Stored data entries
▼▼▼

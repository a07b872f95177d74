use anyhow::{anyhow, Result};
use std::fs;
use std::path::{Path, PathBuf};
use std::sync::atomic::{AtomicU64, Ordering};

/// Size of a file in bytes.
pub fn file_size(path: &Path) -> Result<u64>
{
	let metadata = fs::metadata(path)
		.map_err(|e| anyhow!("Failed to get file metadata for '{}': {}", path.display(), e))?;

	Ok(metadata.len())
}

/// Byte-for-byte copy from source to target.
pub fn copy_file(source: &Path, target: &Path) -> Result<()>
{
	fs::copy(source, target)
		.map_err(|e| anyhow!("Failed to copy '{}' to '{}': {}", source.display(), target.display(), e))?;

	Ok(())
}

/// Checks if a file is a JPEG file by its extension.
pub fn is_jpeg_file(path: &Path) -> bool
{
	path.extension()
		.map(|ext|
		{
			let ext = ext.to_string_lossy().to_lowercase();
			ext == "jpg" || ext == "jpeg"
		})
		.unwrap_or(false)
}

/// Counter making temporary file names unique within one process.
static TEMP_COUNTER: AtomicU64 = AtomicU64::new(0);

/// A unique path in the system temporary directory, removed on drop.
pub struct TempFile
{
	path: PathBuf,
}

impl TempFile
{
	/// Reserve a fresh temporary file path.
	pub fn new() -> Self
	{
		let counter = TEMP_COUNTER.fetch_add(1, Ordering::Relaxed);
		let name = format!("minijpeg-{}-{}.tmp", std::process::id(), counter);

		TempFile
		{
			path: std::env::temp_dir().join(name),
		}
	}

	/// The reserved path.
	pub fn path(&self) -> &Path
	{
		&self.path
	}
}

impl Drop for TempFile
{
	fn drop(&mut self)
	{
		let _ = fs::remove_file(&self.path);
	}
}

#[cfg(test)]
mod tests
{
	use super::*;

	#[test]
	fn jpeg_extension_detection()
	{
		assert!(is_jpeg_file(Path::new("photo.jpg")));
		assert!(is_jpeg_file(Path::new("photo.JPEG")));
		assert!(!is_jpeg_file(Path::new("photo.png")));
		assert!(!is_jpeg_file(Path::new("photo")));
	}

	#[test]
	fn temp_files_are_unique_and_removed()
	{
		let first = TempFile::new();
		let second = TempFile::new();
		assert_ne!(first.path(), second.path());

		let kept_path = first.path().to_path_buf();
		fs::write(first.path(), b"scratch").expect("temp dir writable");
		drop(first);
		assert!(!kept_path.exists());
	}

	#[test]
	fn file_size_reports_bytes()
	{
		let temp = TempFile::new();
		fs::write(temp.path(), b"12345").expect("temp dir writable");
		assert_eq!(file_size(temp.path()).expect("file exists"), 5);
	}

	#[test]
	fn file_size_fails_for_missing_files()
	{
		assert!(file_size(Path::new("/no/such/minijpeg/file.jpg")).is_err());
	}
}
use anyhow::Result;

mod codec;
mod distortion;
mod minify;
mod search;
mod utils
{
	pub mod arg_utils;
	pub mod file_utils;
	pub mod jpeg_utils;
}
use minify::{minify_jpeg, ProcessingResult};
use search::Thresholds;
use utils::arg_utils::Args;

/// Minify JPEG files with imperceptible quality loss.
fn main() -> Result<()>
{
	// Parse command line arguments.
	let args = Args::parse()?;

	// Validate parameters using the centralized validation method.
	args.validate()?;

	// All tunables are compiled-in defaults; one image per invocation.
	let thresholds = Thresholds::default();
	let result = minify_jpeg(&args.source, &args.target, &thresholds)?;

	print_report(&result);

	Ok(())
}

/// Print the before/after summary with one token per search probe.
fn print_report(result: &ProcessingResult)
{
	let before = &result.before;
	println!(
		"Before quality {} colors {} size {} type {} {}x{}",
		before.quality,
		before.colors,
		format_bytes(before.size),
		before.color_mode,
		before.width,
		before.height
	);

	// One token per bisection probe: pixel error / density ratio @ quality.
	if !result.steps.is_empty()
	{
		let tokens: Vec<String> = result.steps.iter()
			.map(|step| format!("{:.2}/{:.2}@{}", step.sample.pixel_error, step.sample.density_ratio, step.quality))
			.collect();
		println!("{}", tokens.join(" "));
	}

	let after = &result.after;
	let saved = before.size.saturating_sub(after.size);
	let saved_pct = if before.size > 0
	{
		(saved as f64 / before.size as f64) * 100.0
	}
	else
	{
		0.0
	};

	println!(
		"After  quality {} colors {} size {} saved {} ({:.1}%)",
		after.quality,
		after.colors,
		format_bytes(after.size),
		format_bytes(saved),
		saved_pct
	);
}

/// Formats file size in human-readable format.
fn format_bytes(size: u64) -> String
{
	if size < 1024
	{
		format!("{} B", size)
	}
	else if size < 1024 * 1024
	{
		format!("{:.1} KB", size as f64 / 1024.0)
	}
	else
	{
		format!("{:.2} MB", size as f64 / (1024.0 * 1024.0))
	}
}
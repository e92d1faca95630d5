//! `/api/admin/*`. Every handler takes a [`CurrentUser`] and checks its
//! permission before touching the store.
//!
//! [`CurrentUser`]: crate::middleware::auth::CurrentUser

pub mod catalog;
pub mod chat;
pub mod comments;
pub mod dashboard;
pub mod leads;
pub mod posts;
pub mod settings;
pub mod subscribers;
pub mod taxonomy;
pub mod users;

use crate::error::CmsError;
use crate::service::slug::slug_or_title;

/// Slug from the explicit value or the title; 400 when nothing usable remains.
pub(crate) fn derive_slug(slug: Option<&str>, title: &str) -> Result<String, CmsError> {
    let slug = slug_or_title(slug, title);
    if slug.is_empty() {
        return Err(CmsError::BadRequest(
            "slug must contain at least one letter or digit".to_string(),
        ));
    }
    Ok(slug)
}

▲▲▲

What to produce - From the data above, gather every line that includes the word "first".

Finished exercise -
		let first = TempFile::new();
		assert_ne!(first.path(), second.path());
		let kept_path = first.path().to_path_buf();
		fs::write(first.path(), b"scratch").expect("temp dir writable");
		drop(first);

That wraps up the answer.